しかし、クマの駆除に対しては反対の声も少なくありません。スーパーに侵入したクマを駆除した秋田県には、抗議の電話が相次ぎました。2024年12月の秋田県議会では、当時の佐竹敬久知事が、駆除反対の電話に対して「『お前の所に今(クマを)送るから、住所を送れ』と言う」と答弁し、SNSなどで議論を呼びました。
クマへの向き合い方について社会的な対立が見られる中、「人の安全確保」と「野生動物であるクマを絶滅させない」という二つの目標の両立を図り、「第3の道」を模索・実践している団体が存在します。時事通信社写真部が、その団体の夜間の活動に密着しました。
秋田県鹿角市で自動撮影カメラが捉えたクマ。過去最多の被害が報告される現状を示す。
ベアドッグによる「追い払い」の現場
午前3時、ハンドラーの井村潤太さん(30)は、ベアドッグ「エルフ」と共に薄暗い山へと分け入りました。ベアドッグは一度クマの匂いを嗅ぎつけると、ハンドラーを引っ張るように追跡を開始します。
アンッ、アンッ、アンッ―。朝の気配が始まる午前4時、山中に犬の大きな吠え声が響き渡りました。息継ぎをしているのか分からないほど、緊迫感のある連続した声量です。その吠え声に注意を奪われていると、1頭のツキノワグマがおよそ60メートル先の茂みから姿を現しました。クマは素早く道路を横切り、山奥の方へ去っていきました。
これは、豊かな自然と観光地が近接する長野県軽井沢町で、未明に行われているクマの「追い払い」活動の一場面です。
カレリアン・ベアドッグとは
この追い払い活動で中心的な役割を担うのが「カレリアン・ベアドッグ」です。フィンランド原産の大型犬で、「生粋の猟犬」と評されています。この犬種は、優れた嗅覚と聴覚でクマを追跡する能力に長けており、さらに他の犬に比べて非常に大きな吠え声を出せるという特徴があります。運動量も非常に多いため、一般的な家庭でのペットとしては不向きです。
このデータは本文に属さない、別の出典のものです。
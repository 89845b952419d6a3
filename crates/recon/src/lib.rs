//! `leavesync-recon`: DRMIS/Oracle leave reconciliation pipeline.
//!
//! Pure pipeline crate: receives decoded cell grids, returns mismatches and
//! correction entries. No CLI or IO dependencies.

pub mod allow_list;
pub mod calendar;
pub mod cell;
pub mod codes;
pub mod columns;
pub mod config;
pub mod dates;
pub mod edits;
pub mod engine;
pub mod error;
pub mod expand;
pub mod extract;
pub mod grid;
pub mod model;
pub mod prefill;
pub mod reconcile;
pub mod session;

pub use allow_list::AllowList;
pub use calendar::{BusinessCalendar, FixedHolidays, HolidaySource};
pub use cell::{CellValue, Grid};
pub use columns::{ColumnOverrides, Field};
pub use config::ReconConfig;
pub use engine::{run, ReconContext};
pub use error::ReconError;
pub use grid::{detect_table, DetectedTable};
pub use model::{EditGroup, Mismatch, ReconReport, ReconSummary, Source};
pub use session::Session;
//! Multi-day expansion of Oracle leave entries.
//!
//! Oracle reports a week of leave as one line with the total hours. Anything
//! over the daily cap is spread across consecutive working days.

use chrono::{Duration, NaiveDate};

use crate::calendar::BusinessCalendar;
use crate::model::OracleRecord;

const EPSILON: f64 = 1e-9;

/// Spread one record over working days, at most `max_daily` hours per day.
///
/// The emitted hours always sum to the original. If the calendar runs out of
/// working days the remainder stays on the record's own date.
pub fn expand_record(
    record: &OracleRecord,
    calendar: &BusinessCalendar,
    max_daily: f64,
) -> Vec<OracleRecord> {
    if max_daily.is_nan() || max_daily <= 0.0 {
        log::warn!("daily cap {max_daily} is not positive; {} left unexpanded", record.date);
        return vec![record.clone()];
    }
    if record.hours <= max_daily {
        return vec![record.clone()];
    }

    let mut out = Vec::new();
    let mut remaining = record.hours;
    let mut day = record.date;
    while remaining > EPSILON {
        let Some(business) = calendar.next_business_day(day) else {
            out.push(chunk(record, record.date, remaining));
            break;
        };
        let hours = remaining.min(max_daily);
        out.push(chunk(record, business, hours));
        remaining -= hours;
        match next_day(business) {
            Some(next) => day = next,
            None => {
                if remaining > EPSILON {
                    out.push(chunk(record, record.date, remaining));
                }
                break;
            }
        }
    }

    log::debug!(
        "expanded {}h of {} from {} into {} day(s)",
        record.hours,
        record.leave_code,
        record.date,
        out.len()
    );
    out
}

/// Expand every record, preserving input order.
pub fn expand_all(
    records: Vec<OracleRecord>,
    calendar: &BusinessCalendar,
    max_daily: f64,
) -> Vec<OracleRecord> {
    records
        .iter()
        .flat_map(|r| expand_record(r, calendar, max_daily))
        .collect()
}

fn chunk(record: &OracleRecord, date: NaiveDate, hours: f64) -> OracleRecord {
    OracleRecord {
        date,
        hours,
        leave_code: record.leave_code.clone(),
    }
}

fn next_day(date: NaiveDate) -> Option<NaiveDate> {
    date.checked_add_signed(Duration::days(1))
}
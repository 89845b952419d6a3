// Tab-separated rendering for clipboard and email bodies

use leavesync_recon::edits::discrepancy_reason;
use leavesync_recon::model::EditGroup;
use leavesync_recon::ReconReport;

fn hours(h: f64) -> String {
    format!("{:.2}", h)
}

/// Mismatch table, one line per mismatch, header first.
pub fn render_mismatches(report: &ReconReport) -> String {
    let mut out = String::from("Date\tEmployee\tDRMIS Code\tDRMIS Hours\tOracle Code\tOracle Hours\tReason\n");
    for m in &report.mismatches {
        out.push_str(&format!(
            "{}\t{}\t{}\t{}\t{}\t{}\t{}\n",
            m.date.format("%Y-%m-%d"),
            m.employee_id,
            m.drmis_code,
            hours(m.drmis_hours),
            m.oracle_code,
            hours(m.oracle_hours),
            discrepancy_reason(m),
        ));
    }
    out
}

/// Edit groups: data row, work-order rows, total line, blank separator.
pub fn render_edits(report: &ReconReport) -> String {
    let mut out = String::from("Employee\tDate\tWork Order\tAct. Code\tA/A Type\tHours\tReason\n");
    for group in &report.groups {
        render_group(&mut out, group);
    }
    out
}

fn render_group(out: &mut String, group: &EditGroup) {
    let d = &group.data_row;
    out.push_str(&format!(
        "{}\t{}\t{}\t{}\t{}\t{}\t{}\n",
        d.employee_id,
        d.display_date(),
        d.work_order,
        d.act_code,
        d.target_code,
        hours(d.hours),
        d.discrepancy_reason,
    ));
    for s in &group.supplementary {
        out.push_str(&format!(
            "{}\t{}\t{}\t{}\t{}\t{}\t\n",
            s.employee_id,
            s.date.format("%Y-%m-%d"),
            s.work_order,
            s.act_code,
            s.code,
            hours(s.hours),
        ));
    }
    out.push_str(&format!(
        "{}\t\t\t\t\t{}\t\n\n",
        group.total.label,
        hours(group.total_hours())
    ));
}
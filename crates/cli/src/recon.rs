//! `leavesync run | detect | validate`

use std::path::{Path, PathBuf};

use clap::{Args, ValueEnum};

use leavesync_config::Settings;
use leavesync_recon::columns::{find_header, specs_for, ColumnOverrides};
use leavesync_recon::grid::DEFAULT_SCAN_ROWS;
use leavesync_recon::{detect_table, AllowList, ReconConfig, ReconError, ReconReport, Session, Source};

use crate::exit_codes::{recon_exit_code, EXIT_CONFIG, EXIT_IO, EXIT_MISMATCHES, EXIT_USAGE};
use crate::CliError;

#[derive(Args, Debug)]
pub struct RunArgs {
    /// DRMIS leave export (csv, tsv, xlsx, xls, ods)
    #[arg(long, value_name = "FILE")]
    pub drmis: PathBuf,

    /// Oracle absence export (csv, tsv, xlsx, xls, ods)
    #[arg(long, value_name = "FILE")]
    pub oracle: PathBuf,

    /// Spreadsheet of leave codes to reconcile; other codes are ignored
    #[arg(long, value_name = "FILE", env = "LEAVESYNC_ALLOW_LIST")]
    pub allow_list: Option<PathBuf>,

    /// Recon config (.recon.toml); defaults to settings `recon.defaultConfig`
    #[arg(long, value_name = "FILE")]
    pub config: Option<PathBuf>,

    /// Map a DRMIS field to a header, e.g. leave_type=Absence. Repeatable.
    #[arg(long, value_name = "FIELD=HEADER")]
    pub map_drmis: Vec<String>,

    /// Map an Oracle field to a header, e.g. from_date=Start. Repeatable.
    #[arg(long, value_name = "FIELD=HEADER")]
    pub map_oracle: Vec<String>,

    /// Skip work-order reallocation rows
    #[arg(long)]
    pub no_prefill: bool,

    /// Print the full report as JSON on stdout
    #[arg(long, conflicts_with = "tsv")]
    pub json: bool,

    /// Write the JSON report to a file
    #[arg(long, short = 'o', value_name = "FILE")]
    pub output: Option<PathBuf>,

    /// Write the styled correction workbook
    #[arg(long, value_name = "FILE")]
    pub xlsx: Option<PathBuf>,

    /// Print edit groups as tab-separated text (paste into DRMIS or email)
    #[arg(long)]
    pub tsv: bool,
}

#[derive(Clone, Copy, Debug, ValueEnum)]
pub enum SourceArg {
    Drmis,
    Oracle,
}

impl From<SourceArg> for Source {
    fn from(s: SourceArg) -> Self {
        match s {
            SourceArg::Drmis => Source::Drmis,
            SourceArg::Oracle => Source::Oracle,
        }
    }
}

fn io_err(msg: impl Into<String>) -> CliError {
    CliError { code: EXIT_IO, message: msg.into(), hint: None }
}

/// Turn a pipeline error into a CLI error, with a recovery hint for mapping failures.
fn recon_err(err: ReconError) -> CliError {
    let code = recon_exit_code(&err);
    let hint = match &err {
        ReconError::MissingColumns { source, .. } => Some(map_hint(*source)),
        ReconError::InvalidOverride { .. } => {
            Some("run `leavesync detect FILE` to list the headers that were found".to_string())
        }
        _ => None,
    };
    CliError { code, message: err.to_string(), hint }
}

fn map_hint(source: Source) -> String {
    let flag = match source {
        Source::Drmis => "--map-drmis",
        Source::Oracle => "--map-oracle",
    };
    let fields: Vec<&str> = specs_for(source).iter().map(|s| s.field.name()).collect();
    format!("map columns with {flag} FIELD=HEADER (fields: {})", fields.join(", "))
}

fn read_grid(path: &Path) -> Result<leavesync_recon::Grid, CliError> {
    leavesync_io::read_grid(path).map_err(io_err)
}

// ============================================================================
// config resolution
// ============================================================================

/// A parsed config and the directory its relative paths resolve against.
struct LoadedConfig {
    config: ReconConfig,
    base_dir: Option<PathBuf>,
}

fn load_config(path: &Path) -> Result<ReconConfig, CliError> {
    let text = std::fs::read_to_string(path)
        .map_err(|e| io_err(format!("cannot read config {}: {e}", path.display())))?;
    ReconConfig::from_toml(&text).map_err(|e| CliError {
        code: EXIT_CONFIG,
        message: format!("{}: {e}", path.display()),
        hint: None,
    })
}

fn resolve_config(flag: Option<&Path>, settings: &Settings) -> Result<LoadedConfig, CliError> {
    let path = flag
        .map(Path::to_path_buf)
        .or_else(|| settings.default_config.as_ref().map(PathBuf::from));
    match path {
        Some(path) => {
            log::info!("config: {}", path.display());
            let config = load_config(&path)?;
            let base_dir = path.parent().map(Path::to_path_buf);
            Ok(LoadedConfig { config, base_dir })
        }
        None => Ok(LoadedConfig { config: ReconConfig::default(), base_dir: None }),
    }
}

impl LoadedConfig {
    fn resolve(&self, file: &str) -> PathBuf {
        match &self.base_dir {
            Some(dir) => dir.join(file),
            None => PathBuf::from(file),
        }
    }

    /// Flag, then config `[allow_list]`, then settings `recon.allowList`.
    fn allow_list_path(&self, flag: Option<&Path>, settings: &Settings) -> Option<PathBuf> {
        flag.map(Path::to_path_buf)
            .or_else(|| self.config.allow_list.as_ref().map(|a| self.resolve(&a.file)))
            .or_else(|| settings.allow_list.as_ref().map(PathBuf::from))
    }
}

fn load_allow_list(path: &Path) -> Result<AllowList, CliError> {
    let allow = AllowList::from_grid(&read_grid(path)?);
    if allow.is_empty() {
        return Err(CliError {
            code: EXIT_USAGE,
            message: format!("allow-list {} contains no leave codes", path.display()),
            hint: Some("expected an \"A/A Type\" column, or codes in the first column".to_string()),
        });
    }
    log::info!("allow-list: {} code(s) from {}", allow.len(), path.display());
    Ok(allow)
}

// ============================================================================
// run
// ============================================================================

pub fn cmd_run(args: RunArgs) -> Result<(), CliError> {
    let settings = Settings::load();
    let loaded = resolve_config(args.config.as_deref(), &settings)?;

    let drmis = read_grid(&args.drmis)?;
    let oracle = read_grid(&args.oracle)?;
    let mut session = Session::load(&loaded.config, &drmis, &oracle).map_err(recon_err)?;

    let allow = match loaded.allow_list_path(args.allow_list.as_deref(), &settings) {
        Some(path) => Some(load_allow_list(&path)?),
        None => None,
    };
    session.set_allow_list(allow);
    session.set_prefill(!args.no_prefill && loaded.config.prefill && settings.prefill);

    if !args.map_drmis.is_empty() {
        let overrides = ColumnOverrides::parse_pairs(&args.map_drmis, Source::Drmis).map_err(recon_err)?;
        session.remap_drmis(&overrides).map_err(recon_err)?;
    }
    if !args.map_oracle.is_empty() {
        let overrides = ColumnOverrides::parse_pairs(&args.map_oracle, Source::Oracle).map_err(recon_err)?;
        session.remap_oracle(&overrides).map_err(recon_err)?;
    }

    let report = session.run().map_err(recon_err)?;
    write_outputs(&report, &args, &loaded, &settings)?;

    if args.json {
        let json = leavesync_io::json::report_to_string(&report).map_err(io_err)?;
        println!("{json}");
    } else if args.tsv {
        print!("{}", leavesync_io::text::render_edits(&report));
    } else {
        print!("{}", leavesync_io::text::render_mismatches(&report));
    }

    print_summary(&report);

    match report.summary.mismatches {
        0 => Ok(()),
        n => Err(CliError {
            code: EXIT_MISMATCHES,
            message: format!("{n} mismatch(es) found"),
            hint: None,
        }),
    }
}

/// Export destinations: flags resolve against `export.directory`,
/// config `[output]` entries against the config file.
fn write_outputs(
    report: &ReconReport,
    args: &RunArgs,
    loaded: &LoadedConfig,
    settings: &Settings,
) -> Result<(), CliError> {
    let json_path = args
        .output
        .as_deref()
        .map(|p| settings.export_path(p))
        .or_else(|| loaded.config.output.json.as_deref().map(|p| loaded.resolve(p)));
    if let Some(path) = json_path {
        leavesync_io::json::export_report(report, &path).map_err(io_err)?;
        eprintln!("wrote {}", path.display());
    }

    let xlsx_path = args
        .xlsx
        .as_deref()
        .map(|p| settings.export_path(p))
        .or_else(|| loaded.config.output.xlsx.as_deref().map(|p| loaded.resolve(p)));
    if let Some(path) = xlsx_path {
        let result = leavesync_io::xlsx::export_report(report, &path).map_err(io_err)?;
        eprintln!("wrote {} ({})", path.display(), result.summary());
    }
    Ok(())
}

fn print_summary(report: &ReconReport) {
    let s = &report.summary;
    eprintln!(
        "{} (employee {}): {} DRMIS record(s), {} Oracle record(s) over {} day(s), {} merged",
        report.meta.config_name,
        report.meta.employee_id,
        s.drmis_records,
        s.oracle_records,
        s.oracle_expanded,
        s.merged_rows,
    );
    eprintln!(
        "{} mismatch(es): {} code, {} hours; {} edit(s) prefilled",
        s.mismatches, s.code_mismatches, s.hours_mismatches, s.prefilled_groups,
    );
}

// ============================================================================
// detect
// ============================================================================

pub fn cmd_detect(file: PathBuf, source: Option<SourceArg>, scan_rows: Option<usize>) -> Result<(), CliError> {
    let grid = read_grid(&file)?;
    let table = detect_table(&grid, scan_rows.unwrap_or(DEFAULT_SCAN_ROWS));

    let Some(header_row) = table.header_row else {
        println!("{}: no data", file.display());
        return Ok(());
    };

    println!("file:       {}", file.display());
    println!("header row: {}", header_row + 1);
    if let Some((first, last)) = table.columns {
        println!("columns:    {}..{} (of {} read)", first + 1, last + 1, grid.iter().map(Vec::len).max().unwrap_or(0));
    }
    println!("data rows:  {}", table.rows.len());
    println!();
    println!("headers:");
    for (i, header) in table.headers.iter().enumerate() {
        println!("  {:>3}  {}", i + 1, header);
    }

    let sources: Vec<Source> = match source {
        Some(s) => vec![s.into()],
        None => vec![Source::Drmis, Source::Oracle],
    };
    for source in sources {
        println!();
        println!("{source} fields:");
        for spec in specs_for(source) {
            let found = find_header(&table.headers, spec);
            let status = match (found, spec.required) {
                (Some(h), _) => format!("-> {h}"),
                (None, true) => "MISSING".to_string(),
                (None, false) => "not found (optional)".to_string(),
            };
            println!("  {:<16} {}", spec.field.name(), status);
        }
    }
    Ok(())
}

// ============================================================================
// validate
// ============================================================================

pub fn cmd_validate(config_path: PathBuf) -> Result<(), CliError> {
    let config = load_config(&config_path)?;

    let holidays = match &config.calendar.holidays {
        Some(list) => format!("{} listed holiday(s)", list.len()),
        None => format!("built-in {} holidays", config.calendar.year),
    };
    eprintln!("valid: '{}' ({holidays}, prefill {})", config.name, if config.prefill { "on" } else { "off" });

    if let Some(allow) = &config.allow_list {
        let path = config_path
            .parent()
            .map(|dir| dir.join(&allow.file))
            .unwrap_or_else(|| PathBuf::from(&allow.file));
        if !path.exists() {
            log::warn!("allow-list {} does not exist", path.display());
        }
    }
    Ok(())
}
ハンドラーは、「ファインダベア(クマを探せ)」「バーク(吠えろ)」といった英語の指示のほか、自身の声、花火、クマよけの鈴などを組み合わせながら、クマに対して積極的にアプローチします。この目的は、「人間に近づくと危険だ」ということをクマに学習させることにあります。クマは学習能力が高いため、繰り返し追い払いを受けることで、人の生活圏を「居てはいけない場所」として認識するようになります。ベアドッグはクマに対して一定の距離を保ち、直接襲い掛かることはありません。そのため、クマと犬、双方を傷つけることなく追い払いを行うことが可能です。
共存への可能性
このように、カレリアン・ベアドッグを用いた追い払い活動は、増加するクマの被害に対し、駆除だけに頼らない新たな選択肢として注目されています。人の安全を守りつつ、野生動物であるクマとの非致死的な方法での距離の取り方を模索するこの取り組みは、人間とクマの共存という難しい課題に対する「第3の道」の可能性を示唆しています。被害の現状と対策が議論される中で、こうした学習追い払いの手法が、今後どのように展開していくのかが注目されます。